RELEASE, INDEMNITY, AND ASSUMPTION OF RISK
I am signing this RELEASE, INDEMNITY, AND ASSUMPTION OF RISK on behalf of myself and my Minor Child (if applicable). In consideration of participating in the Weekly Collective Day of Service Event,
1. Consent. By checking the box. Participant voluntarily consents to Participant’s participation in the Program. The terms in this Agreement shall serve as a release and assumption of the risk and costs by Participant and its family, heirs, estates, executors, administrators, and assignees.
2. Assumption of the Risk. Participant expressly acknowledges that the Program involves physical activity and dangerous activities that carry the potential for serious injury and property damage and loss to Participant, which cannot be fully eliminated. Such physical activity may include, but is not limited to, painting, lifting heavy objects, use of chemicals and toxic substances, use of ladders, use of sharp objects and dangerous tools, sanding, dusty and poorly ventilated conditions, uneven or slippery terrain, vehicular travel, unsecured animals, traffic, trips and falls, contact and/or crashes with other participants, effects of weather including heat and/or humidity, effects of dehydration, defective equipment, water hazards, and any hazard that may be posed by volunteers.
Prior to participation in the program, Participant agrees to discuss any concern about health and the ability to participate with a physician. Participant understands the risks of participation in the program, including the risks associated with travel, events, and activities, and Participant agrees to assume all risks and associated costs. Participant certifies that Participant is physically and mentally fit to participate in the Program and has not been advised otherwise by a qualified health professional.

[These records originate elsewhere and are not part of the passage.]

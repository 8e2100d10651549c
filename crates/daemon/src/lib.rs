//! # FunnyShell Daemon Library
//!
//! This crate provides the daemon (server) functionality for FunnyShell: a
//! single shell that every connected browser watches and types into.
//!
//! ## Overview
//!
//! The daemon runs one shell inside a pseudo-terminal and serves it over
//! WebSocket. It provides:
//!
//! - **Shared Shell**: One PTY with a scrubbed environment and fixed geometry
//! - **Session Hub**: Serialized fan-out of output, chat and join/leave notices
//! - **Client Sessions**: Per-connection pumps with keepalive and eviction of
//!   slow viewers
//! - **Web Surface**: WebSocket endpoint, health probe and static viewer page
//!
//! ## Architecture
//!
//! ```text
//! ┌─────────────────────────────────────────────────────────────────┐
//! │                     Daemon Orchestrator                         │
//! ├─────────────────────────────────────────────────────────────────┤
//! │                                                                 │
//! │  ┌──────────────┐  ┌──────────────┐  ┌──────────────────────┐   │
//! │  │ Output Reader│─▶│     Hub      │─▶│  Client Sessions     │   │
//! │  └──────▲───────┘  └──────┬───────┘  └──────────┬───────────┘   │
//! │         │                 │                     │               │
//! │  ┌──────┴─────────────────▼───────┐  ┌──────────▼───────────┐   │
//! │  │  PTY Session + Input Writer    │  │  HTTP / WebSocket    │   │
//! │  └────────────────────────────────┘  └──────────────────────┘   │
//! └─────────────────────────────────────────────────────────────────┘
//! ```
//!
//! ## Quick Start
//!
//! ```rust,no_run
//! use daemon::{Config, DaemonOrchestrator};
//!
//! #[tokio::main]
//! async fn main() -> anyhow::Result<()> {
//!     let mut config = Config::load_default()?;
//!     config.apply_env_overrides();
//!
//!     let mut orchestrator = DaemonOrchestrator::new(config);
//!     let addr = orchestrator.start().await?;
//!     println!("open http://{}", addr);
//!
//!     orchestrator.wait_for_shell_exit().await;
//!     orchestrator.stop().await?;
//!     Ok(())
//! }
//! ```
//!
//! ## Modules
//!
//! - [`config`]: Configuration loading and defaults
//! - [`session`]: PTY, input writer, output reader and output filter
//! - [`hub`]: The event loop that owns the participant registry
//! - [`client`]: Per-connection WebSocket pumps
//! - [`server`]: HTTP routes and listener
//! - [`orchestrator`]: Main daemon coordinator

pub mod client;
pub mod config;
pub mod hub;
pub mod orchestrator;
pub mod server;
pub mod session;

// Re-export protocol for convenience
pub use protocol;

// Re-export config types for convenience
pub use config::Config;

// Re-export hub types for convenience
pub use hub::{ClientHandle, ClientId, Hub, HubError, HubHandle, Participant, Terminal};

// Re-export session types for convenience
pub use session::{
    strip_control, InputWriter, OutputFilter, OutputReader, PtySession, PtyTerminal, ReaderExit,
    SessionError, SessionStatus,
};

// Re-export server types for convenience
pub use server::{create_router, AppState, ServerError};

// Re-export orchestrator types for convenience
pub use orchestrator::{DaemonOrchestrator, OrchestratorState};
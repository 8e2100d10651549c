//! Shared helpers for daemon integration tests.

use std::net::SocketAddr;
use std::time::Duration;

use daemon::config::{Config, ShellConfig};
use daemon::orchestrator::DaemonOrchestrator;
use futures_util::stream::{SplitSink, SplitStream};
use futures_util::{SinkExt, StreamExt};
use protocol::{Message, MessageKind};
use tempfile::TempDir;
use tokio::net::TcpStream;
use tokio_tungstenite::tungstenite::Message as WsMessage;
use tokio_tungstenite::{MaybeTlsStream, WebSocketStream};

type WsStream = WebSocketStream<MaybeTlsStream<TcpStream>>;

/// How long a test waits for something to show up.
pub const WAIT: Duration = Duration::from_secs(5);

/// A running daemon on an ephemeral port with a plain `/bin/sh`.
pub struct TestDaemon {
    pub orchestrator: DaemonOrchestrator,
    pub addr: SocketAddr,
    _web_dir: TempDir,
}

impl TestDaemon {
    pub async fn start() -> Self {
        let web_dir = TempDir::new().unwrap();

        let mut config = Config::default();
        config.server.host = "127.0.0.1".to_string();
        config.server.port = 0;
        config.server.web_dir = web_dir.path().to_path_buf();
        config.hub.join_prompt_delay_ms = 50;
        config.shell = ShellConfig {
            program: "/bin/sh".to_string(),
            args: vec![],
            startup_commands: vec![],
            ..ShellConfig::default()
        };

        let mut orchestrator = DaemonOrchestrator::new(config);
        let addr = orchestrator.start().await.expect("daemon failed to start");

        Self {
            orchestrator,
            addr,
            _web_dir: web_dir,
        }
    }

    pub async fn connect(&self, username: Option<&str>) -> TestClient {
        TestClient::connect(self.addr, username).await
    }

    pub async fn stop(mut self) {
        self.orchestrator.stop().await.unwrap();
    }
}

/// WebSocket client that records every protocol message it receives.
pub struct TestClient {
    sink: SplitSink<WsStream, WsMessage>,
    stream: SplitStream<WsStream>,
    pub history: Vec<Message>,
    pub closed: bool,
}

impl TestClient {
    pub async fn connect(addr: SocketAddr, username: Option<&str>) -> Self {
        let url = match username {
            Some(name) => format!("ws://{}/ws?username={}", addr, name),
            None => format!("ws://{}/ws", addr),
        };
        let (ws, _) = tokio_tungstenite::connect_async(url.as_str())
            .await
            .expect("Failed to connect");
        let (sink, stream) = ws.split();
        Self {
            sink,
            stream,
            history: Vec::new(),
            closed: false,
        }
    }

    pub async fn send(&mut self, message: &Message) {
        self.send_raw(&message.to_json().unwrap()).await;
    }

    pub async fn send_raw(&mut self, text: &str) {
        self.sink
            .send(WsMessage::Text(text.to_string().into()))
            .await
            .unwrap();
    }

    /// Reads until `done` holds for the history, the connection closes, or
    /// the wait runs out. Returns whether `done` held.
    pub async fn wait_until<F>(&mut self, mut done: F) -> bool
    where
        F: FnMut(&[Message]) -> bool,
    {
        let deadline = tokio::time::Instant::now() + WAIT;
        while !done(&self.history) {
            if self.closed {
                return false;
            }
            let frame = match tokio::time::timeout_at(deadline, self.stream.next()).await {
                Ok(frame) => frame,
                Err(_) => return false,
            };
            match frame {
                Some(Ok(WsMessage::Text(text))) => {
                    let message = Message::from_json(text.as_str()).expect("server sent bad JSON");
                    self.history.push(message);
                }
                Some(Ok(WsMessage::Close(_))) | Some(Err(_)) | None => self.closed = true,
                Some(Ok(_)) => {}
            }
        }
        true
    }

    /// Waits for a system notice with exactly `text`.
    pub async fn wait_for_system(&mut self, text: &str) -> bool {
        self.wait_until(|history| has_system(history, text)).await
    }

    /// Waits for the server to close the connection.
    pub async fn wait_for_close(&mut self) -> bool {
        self.wait_until(|_| false).await;
        self.closed
    }
}

pub fn has_system(history: &[Message], text: &str) -> bool {
    history
        .iter()
        .any(|m| m.kind() == MessageKind::System && m.data() == text)
}

/// Concatenated shell output seen so far.
pub fn output_text(history: &[Message]) -> String {
    history
        .iter()
        .filter(|m| m.kind() == MessageKind::Output)
        .map(|m| m.data())
        .collect()
}

/// True when some output line, ignoring carriage returns, equals `line`.
pub fn output_has_line(history: &[Message], line: &str) -> bool {
    output_text(history)
        .split('\n')
        .any(|l| l.trim_end_matches('\r') == line)
}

Participant further understands that, should Participant be injured during the program, Participant will not be covered under any workers' compensation insurance, health insurance or other insurance. Participant consents to the medical care and transportation, and Participants understands that this Agreement extends to any liability arising out of or in any way connected to such medical treatment or transportation.
Participant voluntarily agrees to assume the risks of death, bodily injury, and property damage, regardless of severity, that Participant may sustain as a result of attendance at or participation in the Program.
3. Media Rights. Participant agrees to grant to Weekly Collective and its officers, employees, agents, and collaborators, the following rights: (a) permission to videotape and/or photograph Participant during his/her participation throughout the program; and (b) rights to copyright and publish all or any part of photographs and/or motion pictures and/or voice recordings and/or written/spoken statements that are taken of Participant during the program (“Media”), for use as part of the program in all media forms, including but not limited to, printed, moving, audio and electronic forms, and all exhibitions, public displays, publications, commercial art, and advertising without limitation or reservation. Participant waives any and all rights to damages, royalties, and other compensation arising from or related to participation in the program and/or arising out of Media.
4. Indemnification. To the extent permitted by law, Participant further agrees to release, hold harmless and indemnify Weekly Collective and its officers, employees, agents, partners, donors, and collaborators from and against any and all present or future claim, loss, and liability arising out of my participation in the program and/or arising out of the rights granted herein.
5. Knowing and Voluntary Execution: I, the undersigned, have carefully read this waiver of liability, fully understand its contents, and am aware that this is a release of liability and contract with Weekly Collective and sign it of my own free will.
All volunteers under 18 years of age must have a parent or legal guardian read and agree to this section.
CONSENT OF PARENT OR LEGAL GUARDIAN FOR MINOR'S PARTICIPATION AS A VOLUNTEER:
I, the parent, or legal guardian of this participant, choose to permit them to participate as a volunteer for Weekly Collective Volunteers. Acting both for myself individually and on behalf of my child or ward, I further acknowledge that my child’s or ward’s services are being offered on a voluntary basis without anticipation of any financial remuneration. I agree that he/she will abide by any rules and direction provided by those helping to administer the event service or activity.
CONSENT OF PARENT OR LEGAL GUARDIAN TO MEDICAL, DENTAL OR HOSPITAL CARE OF MINOR VOLUNTEER:
I, the parent or legal guardian of this volunteer authorize medical, dental, surgical, hospital care, treatment or diagnosis of said minor and I acknowledge that there is no insurance coverage from Weekly Collective Volunteers in the event of an injury to authorized volunteers and I agree to accept that coverage.
The parties agree that this agreement may be electronically signed. The parties agree that the electronic acknowledgement is the same as handwritten signatures for the purposes of validity, enforceability, and admissibility.